EPA orders Ohio power plant to stop dumping toxic coal ash
WASHINGTON (AP) — In a major action to address toxic wastewater from coal-fired power plants, the Environmental Protection Agency on Friday ordered an Ohio utility to stop dumping ash hazardous coal in unlined storage ponds and expedite site cleanup.
The order at the General James Gavin Generating Station in southern Ohio marks the first time the EPA has officially denied a utility’s request to continue disposing of toxic coal ash after the expiration of a time limit to stop this elimination. Gavin’s plant, located along the Ohio River in Cheshire, Ohio, is one of the largest coal-fired power plants in the United States.
At least five other factories, most in the Midwest, face similar action from the EPA in a proposed crackdown in January.
“For too long, communities already disproportionately affected by high levels of pollution have been burdened by poor coal ash disposal,” EPA Administrator Michael Regan said Friday. “Today’s action reaffirms that surface impoundments or landfills cannot be closed with coal ash in contact with groundwater.”
The action aims to ensure the security of local water resources while protecting public health and ensuring a reliable supply of electricity, Regan said.
Coal ash, the substance left over when coal is burned to generate electricity, contains a toxic mixture of mercury, cadmium, arsenic and other heavy metals. It can pollute waterways, poison wildlife and cause respiratory illnesses in people living near huge ponds where waste is stored.
The EPA order directs the power plant to stop placing coal ash and other waste streams in an onsite storage pond no later than 135 days after publication in the Federal Register, expected the week next. In practice, the factory may have to suspend or even cease operations next year in order to comply with the order.
A spokesperson for the factory’s owner, Lightstone Generation LLC, could not be reached for comment. The company is a joint venture between private equity firms ArcLight Capital Partners and Blackstone Group.
The EPA said Friday that its decision recognizes the importance of maintaining grid reliability. The order establishes a process for Gavin to request additional time, if necessary, to resolve demonstrated network reliability issues.

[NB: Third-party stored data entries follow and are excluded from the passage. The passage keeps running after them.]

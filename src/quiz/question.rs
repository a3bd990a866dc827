//! Questions and difficulty levels.

use std::str::FromStr;

use serde::{Deserialize, Serialize};

use crate::core::QuestError;

/// Question category. Affects selection and, by default, move distance.
#[derive(Clone, Copy, Debug, PartialEq, Eq, Hash, PartialOrd, Ord, Serialize, Deserialize)]
#[serde(rename_all = "lowercase")]
pub enum Difficulty {
    Easy,
    Medium,
    Advanced,
}

impl Difficulty {
    /// Every difficulty, easiest first.
    pub const ALL: [Difficulty; 3] = [Difficulty::Easy, Difficulty::Medium, Difficulty::Advanced];

    #[must_use]
    pub const fn as_str(self) -> &'static str {
        match self {
            Difficulty::Easy => "easy",
            Difficulty::Medium => "medium",
            Difficulty::Advanced => "advanced",
        }
    }
}

impl std::fmt::Display for Difficulty {
    fn fmt(&self, f: &mut std::fmt::Formatter<'_>) -> std::fmt::Result {
        f.write_str(self.as_str())
    }
}

impl FromStr for Difficulty {
    type Err = QuestError;

    /// Case-insensitive; surrounding whitespace is ignored.
    fn from_str(s: &str) -> Result<Self, Self::Err> {
        let name = s.trim();
        Difficulty::ALL
            .into_iter()
            .find(|d| d.as_str().eq_ignore_ascii_case(name))
            .ok_or_else(|| QuestError::InvalidDifficulty(name.to_string()))
    }
}

/// A prompt with its reference answer.
#[derive(Clone, Debug, PartialEq, Eq, Hash, Serialize, Deserialize)]
pub struct Question {
    pub prompt: String,
    pub canonical_answer: String,
    pub difficulty: Difficulty,
}

impl Question {
    pub fn new(
        prompt: impl Into<String>,
        canonical_answer: impl Into<String>,
        difficulty: Difficulty,
    ) -> Self {
        Self {
            prompt: prompt.into(),
            canonical_answer: canonical_answer.into(),
            difficulty,
        }
    }
}

#[cfg(test)]
mod tests {
    use super::*;

    #[test]
    fn test_parse_difficulty() {
        assert_eq!("easy".parse::<Difficulty>().unwrap(), Difficulty::Easy);
        assert_eq!(" Medium ".parse::<Difficulty>().unwrap(), Difficulty::Medium);
        assert_eq!("ADVANCED".parse::<Difficulty>().unwrap(), Difficulty::Advanced);
    }

    #[test]
    fn test_parse_unknown_difficulty() {
        let err = "expert".parse::<Difficulty>().unwrap_err();
        assert_eq!(err, QuestError::InvalidDifficulty("expert".to_string()));
    }

    #[test]
    fn test_display_round_trips_through_parse() {
        for d in Difficulty::ALL {
            assert_eq!(d.to_string().parse::<Difficulty>().unwrap(), d);
        }
    }

    #[test]
    fn test_difficulty_serde_is_lowercase() {
        let json = serde_json::to_string(&Difficulty::Advanced).unwrap();
        assert_eq!(json, "\"advanced\"");
    }
}
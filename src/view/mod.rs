//! Boundary to the presentation layer.
//!
//! Views implement `ViewNotifier`; the caller decides when to notify them.

pub mod notifier;

pub use notifier::{announce, refresh, Banner, ViewNotifier};
//! Hint budget: a finite counter gating hint reveals.

pub mod budget;

pub use budget::{derive_hint, HintBudget};
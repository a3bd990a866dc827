//! Board layout: tiles, coordinates and labels.
//!
//! Boards are pure values. Rendering them is the view layer's job.

pub mod layout;
pub mod tile;

pub use layout::{generate_board, Board};
pub use tile::{Point, Tile, TileLabel};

The EPA said it was working with a regional grid operator to avoid unplanned outages and protect grid reliability. Under rules set by the network operator, PJM Interconnection, Gavin must request a planned outage at least 30 days in advance, the EPA said.
The order finalized on Friday follows a proposal released in January that implements a 2015 rule to reduce groundwater pollution from coal-fired power plants. The Trump administration weakened the Obama-era rule in 2020, allowing utilities to use cheaper technology and take longer to comply with less stringent guidelines than the original rule.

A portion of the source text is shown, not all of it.